C# – Email Regular Expression

I wrote a regex for email that is gets the best results of any I have found online. Along with getting better results, it is shorter too.

Download the C# project with unit tests here: EmailRegEx on GitHub
The pattern of an email is described as follows:

  1. It will always have a single @ sign
  2. 1 to 64 characters before the @ sign called the local-part. Can contain characters a–z, A–Z, 0-9, ! # $ % & ‘ * + – / = ? ^ _ ` { | } ~, and . if it is not at the first or end of the local-part.
  3. Some characters after the @ sign that have a pattern as follows called the domain.
    1. It will always have a period “.”.
    2. One or more character before the period.
    3. Two to four characters after the period.

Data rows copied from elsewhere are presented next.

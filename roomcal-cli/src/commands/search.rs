use anyhow::Result;
use chrono::Utc;
use roomcal_core::search::{self, SearchEngine, SearchOptions};
use roomcal_core::share::share_url;
use roomcal_core::week::WeekView;
use roomcal_core::{FeedSource, RoomcalConfig};
use tracing::debug;
use url::Url;

use crate::render;
use crate::utils::tui::create_spinner;

pub async fn run(config: &RoomcalConfig, query: &str, base_url: Option<&Url>) -> Result<()> {
    let tz = config.tz()?;
    let source = FeedSource::from_config(config);

    let spinner = create_spinner(format!("Loading {}", source));
    let result = roomcal_core::refresh(&source, config).await;
    spinner.finish_and_clear();
    let store = result?;

    let week_start = search::week_start(Utc::now(), tz);
    let engine = SearchEngine::new(store.records(), week_start);
    debug!(%week_start, working_set = engine.records().len(), "searching");
    let options = SearchOptions {
        threshold: config.fuzzy_threshold,
        max_results: config.max_results,
    };
    let view = WeekView::bucket(engine.filter(query, &options), week_start);

    println!("{}", render::week(&view, tz));

    if let Some(base) = base_url {
        println!();
        println!("{}", share_url(base, query));
    }

    Ok(())
}
//! Error types for roomcal.

use thiserror::Error;

/// Errors that can occur while loading, parsing or publishing a feed.
#[derive(Error, Debug)]
pub enum RoomcalError {
    /// The upstream feed answered with something other than 200.
    #[error("non-200 code: {0}")]
    Fetch(u16),

    #[error("Request error: {0}")]
    Request(#[from] reqwest::Error),

    #[error("IO error: {0}")]
    Io(#[from] std::io::Error),

    /// The parsed document has no calendar container to take events from.
    #[error("no events in the ics")]
    NoEventContainer,

    #[error("ICS parse error: {0}")]
    IcsParse(String),

    #[error("Configuration error: {0}")]
    Config(String),

    #[error("Serialization error: {0}")]
    Serialization(String),
}

/// Result type alias for roomcal operations.
pub type RoomcalResult<T> = Result<T, RoomcalError>;
//! Terminal rendering of the weekly view, with the labels the public
//! site uses.

use chrono::{DateTime, Datelike};
use chrono_tz::Tz;
use owo_colors::OwoColorize;
use roomcal_core::EventRecord;
use roomcal_core::week::{DAYS_IN_WEEK, WeekView};

pub const WEEKDAYS: [&str; DAYS_IN_WEEK] = [
    "Maanantai",
    "Tiistai",
    "Keskiviikko",
    "Torstai",
    "Perjantai",
    "Lauantai",
    "Sunnuntai",
];
pub const WEEKDAYS_SHORT: [&str; DAYS_IN_WEEK] = ["Ma", "Ti", "Ke", "To", "Pe", "La", "Su"];

const NO_EVENTS: &str = "Ei tapahtumia.";
const LATER: &str = "Myöhemmin";

/// `hakutuloksia: 12`, or `hakutuloksia: yli 1000` when the cap was hit.
pub fn result_counter(view: &WeekView) -> String {
    let over = if view.too_many_events { "yli " } else { "" };
    format!("hakutuloksia: {}{}", over, view.total)
}

pub fn truncation_notice(shown: usize) -> String {
    format!("Vain {} ensimmäistä tulosta näytettiin. Tarkenna hakua.", shown)
}

/// `17.3.2025`
pub fn date(at: DateTime<Tz>) -> String {
    format!("{}.{}.{}", at.day(), at.month(), at.year())
}

/// One result line: weekday, date, time span, place, summary.
pub fn row(record: &EventRecord, tz: Tz) -> String {
    let start = record.start().with_timezone(&tz);
    let end = record
        .end()
        .map(|end| end.with_timezone(&tz).format("%H:%M").to_string())
        .unwrap_or_default();
    let weekday = WEEKDAYS_SHORT[start.weekday().num_days_from_monday() as usize];

    format!(
        "{}  {:<10}  {} - {:<5}  {} {}  {}",
        weekday,
        date(start),
        start.format("%H:%M"),
        end,
        record.location.building,
        record.location.room,
        record.event.summary
    )
}

pub fn week(view: &WeekView, tz: Tz) -> String {
    let mut lines = vec![result_counter(view).dimmed().to_string()];

    for (day, records) in WEEKDAYS.iter().zip(&view.days) {
        lines.push(String::new());
        lines.push(day.bold().to_string());
        if records.is_empty() {
            lines.push(format!("   {}", NO_EVENTS.dimmed()));
        }
        lines.extend(records.iter().map(|r| format!("   {}", row(r, tz))));
    }

    lines.push(String::new());
    lines.push(LATER.bold().to_string());
    lines.extend(view.later.iter().map(|r| format!("   {}", row(r, tz))));

    if view.too_many_events {
        lines.push(String::new());
        lines.push(truncation_notice(view.total).yellow().to_string());
    }

    lines.join("\n")
}
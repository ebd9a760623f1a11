//! ICS feed parsing.
//!
//! This module turns raw feed text into [`CalendarEvent`](crate::event::CalendarEvent)s
//! according to RFC 5545. Generation is not supported.

mod parse;

pub use parse::{ParsedCalendar, parse_calendar};
pub(crate) use parse::resolve_local;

So a simple patterns of an email address should be something like these:

  1. This one just makes sure there are characters before and after the @
    .+@.+
  2. This one makes sure the are characters before and after the @ as well as a character before and after the . in the domain.
    .+@.*+\..+
  3. This one makes sure that there is only one @ symbol.
    [^@]+@[^@]+\.

These are all quick an easy examples and will not work in every instance but are usually accurate enough for casual programs.

But a comprehensive example is much more complex.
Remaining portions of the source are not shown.